(Collected data entries)
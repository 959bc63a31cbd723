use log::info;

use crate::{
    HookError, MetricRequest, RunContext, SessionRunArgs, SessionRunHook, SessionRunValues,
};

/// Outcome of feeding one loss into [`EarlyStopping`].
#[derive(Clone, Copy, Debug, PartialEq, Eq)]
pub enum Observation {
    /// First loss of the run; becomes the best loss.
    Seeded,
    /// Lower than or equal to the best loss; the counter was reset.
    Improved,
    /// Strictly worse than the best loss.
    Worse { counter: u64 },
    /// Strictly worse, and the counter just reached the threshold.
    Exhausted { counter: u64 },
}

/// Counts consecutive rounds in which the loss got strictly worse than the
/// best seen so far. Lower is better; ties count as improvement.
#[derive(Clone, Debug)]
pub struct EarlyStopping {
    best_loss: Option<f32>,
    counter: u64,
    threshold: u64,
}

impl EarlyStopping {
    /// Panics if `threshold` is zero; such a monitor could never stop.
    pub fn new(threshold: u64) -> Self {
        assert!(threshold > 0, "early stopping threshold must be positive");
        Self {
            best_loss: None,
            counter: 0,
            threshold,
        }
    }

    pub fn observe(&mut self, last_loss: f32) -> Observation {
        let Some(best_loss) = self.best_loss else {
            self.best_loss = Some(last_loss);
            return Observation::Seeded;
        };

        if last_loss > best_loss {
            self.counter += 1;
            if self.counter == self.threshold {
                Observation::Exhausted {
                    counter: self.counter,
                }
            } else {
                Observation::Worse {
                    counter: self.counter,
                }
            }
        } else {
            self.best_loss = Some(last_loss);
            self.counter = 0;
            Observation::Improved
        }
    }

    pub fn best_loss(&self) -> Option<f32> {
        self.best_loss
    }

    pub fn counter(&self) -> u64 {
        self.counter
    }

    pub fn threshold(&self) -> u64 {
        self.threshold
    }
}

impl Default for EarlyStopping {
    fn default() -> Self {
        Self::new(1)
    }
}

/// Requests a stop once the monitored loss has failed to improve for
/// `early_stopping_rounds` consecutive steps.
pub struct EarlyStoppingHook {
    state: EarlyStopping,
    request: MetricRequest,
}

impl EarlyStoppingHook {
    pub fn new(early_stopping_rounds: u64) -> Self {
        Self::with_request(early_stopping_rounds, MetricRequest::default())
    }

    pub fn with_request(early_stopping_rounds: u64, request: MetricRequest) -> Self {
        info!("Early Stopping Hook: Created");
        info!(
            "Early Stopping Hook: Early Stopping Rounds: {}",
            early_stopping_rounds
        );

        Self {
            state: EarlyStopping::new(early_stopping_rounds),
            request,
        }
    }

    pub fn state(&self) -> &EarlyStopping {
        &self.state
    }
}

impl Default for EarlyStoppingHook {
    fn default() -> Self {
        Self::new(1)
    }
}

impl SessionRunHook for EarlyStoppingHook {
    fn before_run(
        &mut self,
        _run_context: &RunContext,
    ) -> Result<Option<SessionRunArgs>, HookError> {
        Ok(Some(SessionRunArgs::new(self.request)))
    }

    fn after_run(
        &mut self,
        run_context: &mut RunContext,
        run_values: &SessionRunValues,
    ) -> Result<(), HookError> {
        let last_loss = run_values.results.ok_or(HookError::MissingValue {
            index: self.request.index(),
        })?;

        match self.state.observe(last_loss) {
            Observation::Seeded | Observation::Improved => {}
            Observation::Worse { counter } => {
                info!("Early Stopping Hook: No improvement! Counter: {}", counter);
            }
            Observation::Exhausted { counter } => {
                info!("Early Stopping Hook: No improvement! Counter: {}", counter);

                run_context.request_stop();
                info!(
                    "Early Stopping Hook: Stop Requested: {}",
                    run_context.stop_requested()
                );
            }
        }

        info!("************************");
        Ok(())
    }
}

What the exercise asks
Say how many lines in the data hold the string "struct", and write nothing else.

Problem solution
2